Washington a passé les six dernières années à intensifier les contrôles à l'exportation, les listes noires et les sanctions afin de couper l'accès de la Chine aux semi-conducteurs haut de gamme. Mais alors que les Etats-Unis se concentraient sur l'aval, où les puces sont gravées et testées, la Chine a accéléré ses propres capacités en aval tout en consolidant son emprise sur l'amont: les éléments de terres rares qui font fonctionner l'ensemble du système.
Les principaux d'entre eux? Le dysprosium (Dy) et le terbium (Tb), qui sont essentiels à la production d'aimants haute performance utilisés dans les véhicules électriques, les éoliennes et les armes à guidage de précision. Et il y a là une ironie: le dysprosium vient du grec dysprositos, qui signifie «difficile à obtenir». C'est un nom que le Pentagone apprend maintenant à connaître trop bien.
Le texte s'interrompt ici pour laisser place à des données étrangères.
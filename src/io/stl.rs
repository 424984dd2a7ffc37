use crate::io::IoError;
use crate::surface::MobiusStrip;
use crate::triangulated::Triangulated3D;
use std::io::Cursor;
use std::path::Path;

/// Convert a triangulated shape to an **ASCII STL** string with the given `name`.
///
/// ```rust
/// # use mobius::MobiusStrip;
/// let strip = MobiusStrip::new(1.0, 0.4, 16).unwrap();
/// let text = strip.to_stl_ascii("strip");
/// assert!(text.starts_with("solid strip"));
/// ```
pub fn to_stl_ascii<T: Triangulated3D>(shape: &T, name: &str) -> String {
    let mut out = String::new();
    out.push_str(&format!("solid {name}\n"));

    shape.visit_triangles(|tri| {
        let n = tri[0].normal;
        out.push_str(&format!(
            "  facet normal {:.6} {:.6} {:.6}\n",
            n.x, n.y, n.z
        ));
        out.push_str("    outer loop\n");
        for v in &tri {
            let p = v.pos;
            out.push_str(&format!(
                "      vertex {:.6} {:.6} {:.6}\n",
                p.x, p.y, p.z
            ));
        }
        out.push_str("    endloop\n");
        out.push_str("  endfacet\n");
    });

    out.push_str(&format!("endsolid {name}\n"));
    out
}

/// Export to BINARY STL (returns `Vec<u8>`)
///
/// The binary format has no room for a solid name; `_name` is accepted for
/// symmetry with [`to_stl_ascii`].
pub fn to_stl_binary<T: Triangulated3D>(shape: &T, _name: &str) -> std::io::Result<Vec<u8>> {
    use stl_io::{Normal, Triangle, Vertex, write_stl};

    let mut triangles = Vec::<Triangle>::new();

    shape.visit_triangles(|tri| {
        let n = tri[0].normal;
        #[allow(clippy::unnecessary_cast)]
        {
            triangles.push(Triangle {
                normal: Normal::new([n.x as f32, n.y as f32, n.z as f32]),
                vertices: tri.map(|v| {
                    let p = v.pos;
                    Vertex::new([p.x as f32, p.y as f32, p.z as f32])
                }),
            });
        }
    });

    let mut cursor = Cursor::new(Vec::new());
    write_stl(&mut cursor, triangles.iter())?;
    Ok(cursor.into_inner())
}

impl MobiusStrip {
    pub fn to_stl_ascii(&self, name: &str) -> String {
        self::to_stl_ascii(self, name)
    }

    pub fn to_stl_binary(&self, name: &str) -> std::io::Result<Vec<u8>> {
        self::to_stl_binary(self, name)
    }

    /// Write the strip as a binary STL file, creating missing parent
    /// directories. The file stem is used as the solid name.
    pub fn write_stl<P: AsRef<Path>>(&self, path: P) -> Result<(), IoError> {
        let path = path.as_ref();
        let name = path
            .file_stem()
            .and_then(|s| s.to_str())
            .ok_or_else(|| IoError::MalformedPath(path.display().to_string()))?;

        if let Some(parent) = path.parent().filter(|p| !p.as_os_str().is_empty()) {
            std::fs::create_dir_all(parent)?;
        }

        let bytes = self.to_stl_binary(name)?;
        std::fs::write(path, bytes)?;
        log::info!("wrote {} triangles to {}", self.triangle_count(), path.display());
        Ok(())
    }
}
La Chine ne se contente pas d'extraire ces éléments. Elle domine leur raffinage et leur transformation, contrôlant plus de 85% de la capacité mondiale. Les Etats-Unis, en revanche, ne disposent toujours pas de la capacité de séparer et de purifier la plupart des terres rares à grande échelle. Cela signifie que sans les exportations chinoises ou les chaînes d'approvisionnement approuvées par la Chine à l'étranger, les industries américaines clés seront paralysées. Cela inclut des éléments clés du secteur américain des sous-traitants de la défense qui, comme l'ont démontré les consultants américains Govini dans divers rapports,1 dépendent fortement des fournisseurs chinois de matières premières et de composants.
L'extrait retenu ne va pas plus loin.